Saved entries:
↓

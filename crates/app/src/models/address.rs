//! Shipping address capture and validation.

use bluefruit_core::{Phone, PhoneError};
use serde::{Deserialize, Serialize};
use thiserror::Error;

use super::departments;

/// Field-level reasons an address form fails validation.
///
/// Validation runs entirely locally; none of these ever reach the network
/// layer.
#[derive(Debug, Error, Clone, PartialEq, Eq)]
pub enum AddressError {
    /// The phone number is missing or does not have exactly eight digits.
    #[error("invalid phone: {0}")]
    Phone(#[from] PhoneError),

    /// The house/apartment number field is empty.
    #[error("house number is required")]
    MissingHouseNumber,

    /// No department selected.
    #[error("department is required")]
    MissingDepartment,

    /// The department is not in the lookup table.
    #[error("unknown department: {0}")]
    UnknownDepartment(String),

    /// No municipality selected.
    #[error("municipality is required")]
    MissingMunicipality,

    /// The municipality does not belong to the selected department.
    #[error("municipality {municipality} is not in department {department}")]
    MunicipalityOutsideDepartment {
        department: String,
        municipality: String,
    },
}

/// A validated shipping address, captured once per checkout attempt.
///
/// Persisted transiently until order confirmation, then discarded.
#[derive(Debug, Clone, PartialEq, Serialize, Deserialize)]
#[serde(rename_all = "camelCase")]
pub struct ShippingAddress {
    pub phone: Phone,
    pub house_number: String,
    pub department: String,
    pub municipality: String,
    #[serde(default)]
    pub notes: String,
}

impl ShippingAddress {
    /// Concatenation of house number, municipality, and department.
    #[must_use]
    pub fn full_address(&self) -> String {
        format!(
            "{}, {}, {}",
            self.house_number, self.municipality, self.department
        )
    }
}

/// In-progress address entry for the `Collecting` checkout phase.
///
/// Department and municipality are dependent selects: choosing a department
/// always clears the municipality, so a stale pairing can never survive
/// into a submitted address.
#[derive(Debug, Clone, Default)]
pub struct AddressForm {
    phone: String,
    house_number: String,
    notes: String,
    department: Option<String>,
    municipality: Option<String>,
}

impl AddressForm {
    /// Create an empty form.
    #[must_use]
    pub fn new() -> Self {
        Self::default()
    }

    /// Set the raw phone input. Formatting characters are tolerated; the
    /// digit count is checked at [`AddressForm::finish`].
    pub fn set_phone(&mut self, phone: impl Into<String>) {
        self.phone = phone.into();
    }

    /// Set the house/apartment number.
    pub fn set_house_number(&mut self, house_number: impl Into<String>) {
        self.house_number = house_number.into();
    }

    /// Set optional delivery notes.
    pub fn set_notes(&mut self, notes: impl Into<String>) {
        self.notes = notes.into();
    }

    /// Select a department, clearing any previously selected municipality.
    ///
    /// # Errors
    ///
    /// Returns `AddressError::UnknownDepartment` if the name is not in the
    /// lookup table; the previous selection is cleared either way.
    pub fn select_department(&mut self, department: impl Into<String>) -> Result<(), AddressError> {
        let department = department.into();
        self.municipality = None;

        if departments::municipalities(&department).is_none() {
            self.department = None;
            return Err(AddressError::UnknownDepartment(department));
        }

        self.department = Some(department);
        Ok(())
    }

    /// Select a municipality within the currently selected department.
    ///
    /// # Errors
    ///
    /// Returns `AddressError::MissingDepartment` if no department is
    /// selected, or `AddressError::MunicipalityOutsideDepartment` if the
    /// municipality does not belong to it.
    pub fn select_municipality(
        &mut self,
        municipality: impl Into<String>,
    ) -> Result<(), AddressError> {
        let municipality = municipality.into();
        let Some(department) = &self.department else {
            return Err(AddressError::MissingDepartment);
        };

        if !departments::contains(department, &municipality) {
            return Err(AddressError::MunicipalityOutsideDepartment {
                department: department.clone(),
                municipality,
            });
        }

        self.municipality = Some(municipality);
        Ok(())
    }

    /// The currently selected department, if any.
    #[must_use]
    pub fn department(&self) -> Option<&str> {
        self.department.as_deref()
    }

    /// The currently selected municipality, if any.
    #[must_use]
    pub fn municipality(&self) -> Option<&str> {
        self.municipality.as_deref()
    }

    /// Validate the form and produce a [`ShippingAddress`].
    ///
    /// # Errors
    ///
    /// Returns the first field-level violation found: phone digits, house
    /// number, department, then municipality.
    pub fn finish(&self) -> Result<ShippingAddress, AddressError> {
        let phone = Phone::parse(&self.phone)?;

        let house_number = self.house_number.trim();
        if house_number.is_empty() {
            return Err(AddressError::MissingHouseNumber);
        }

        let department = self
            .department
            .clone()
            .ok_or(AddressError::MissingDepartment)?;
        let municipality = self
            .municipality
            .clone()
            .ok_or(AddressError::MissingMunicipality)?;

        // The selects enforce this already; re-check in case the form was
        // populated from persisted data.
        if !departments::contains(&department, &municipality) {
            return Err(AddressError::MunicipalityOutsideDepartment {
                department,
                municipality,
            });
        }

        Ok(ShippingAddress {
            phone,
            house_number: house_number.to_owned(),
            department,
            municipality,
            notes: self.notes.trim().to_owned(),
        })
    }
}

↑

**Description of the task:** Your job is to print exactly the lines that run from the top of the entries through the line with "exactly eight digits.", and no others.

**Written solution:**
filename crates/app/src/models/address.rs
//! Shipping address capture and validation.

use bluefruit_core::{Phone, PhoneError};
use serde::{Deserialize, Serialize};
use thiserror::Error;

use super::departments;

/// Field-level reasons an address form fails validation.
///
/// Validation runs entirely locally; none of these ever reach the network
/// layer.
#[derive(Debug, Error, Clone, PartialEq, Eq)]
pub enum AddressError {
    /// The phone number is missing or does not have exactly eight digits.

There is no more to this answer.